-FactSet and OpenFin announced Tuesday that they have integrated their technologies so that FactSet data can be easily fed into any application that works with OpenFin.
FactSet feeds data and analytics to more than 126,000 Wall Street users and is a competitor to Bloomberg and Refinitiv.
OpenFin has an open desktop architecture for Wall Street applications, which allows any application built in the framework to function together. OpenFin runs more than 1,000 applications at more than 1,500 banks and buy-side firms across 200,000 desktops in more than 60 countries.
The announcement means that FactSet's new web desktop is now OpenFin compatible.
Both companies are adhering to a standard called
The intention is that bankers, traders, portfolio managers, wealth managers and analysts will be able to quickly access data from their applications, and create workflows that cut in and out of different applications, including the FactSet workstation.
Kim Prado, global head of client insight, banking and digital channels technology at RBC, said her bank subscribes to several FactSet data feeds and has already begun integrating them into users’ daily workflows. For instance, the bank ingests information about companies’ C-suite leaders and boards from FactSet.
“From various windows, you can right-click and see the FactSet data through the OpenFin box,” Prado said. “It saves people time.”
The partnership between FactSet and OpenFin will also save RBC money, because the bank's developers won’t have to build or maintain integrations between the data and applications.
“That’s huge,” Prado said.
She sees this relationship as part of an ongoing trend in the industry toward interoperability and openness.
“This is where it’s all headed,” she said.
Data integrations like these also help lay the groundwork for artificial intelligence projects the bank would like to do in the future, Prado said.
Trend toward openness
Gene Fernandez, chief technology and product officer at FactSet, said his company is trying to be an open provider. FactSet ported everything in its traditional workstation into its relatively new web-native workstation that can now run in OpenFin as well as in regular web browsers, he said.
“The strength of the OpenFin platform is it allows you to take very disparate systems — FactSet, other third parties, components you build yourself — and stitch them together, making them look like one application to the end user,” Fernandez said. “From any given widget or application, you can monitor a portfolio list in FactSet.”

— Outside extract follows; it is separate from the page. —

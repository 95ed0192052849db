//! Infrastructure layer - service implementations and process plumbing

pub mod logging;
pub mod services;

“It's a very productive environment and integrating applications that were built by different vendors and clients themselves is very powerful,” Fernandez said.
Several buy-side and sell-side FactSet customers were already using OpenFin for parts of their workflow, Fernandez said.
“So this was an opportunity for us to simplify their integration,” he said. “It seemed like a reasonable place for us to focus engineering resources.”
If FactSet sees similar interest in other platforms, it will consider integrating with those as well.
“But at this point, we don't have any other plans,” Fernandez said.
FactSet is the first major market data platform to run on OpenFin.
“This is something that people on the buy side and the sell side have been talking about and wanting to do for a long time,” said Mazy Dar, CEO of OpenFin. “If you talk to the people who are in digital transformation at all these firms, the future that people want to see is a world where apps can seamlessly interoperate with one another.”
OpenFin is speaking with other market data firms, too.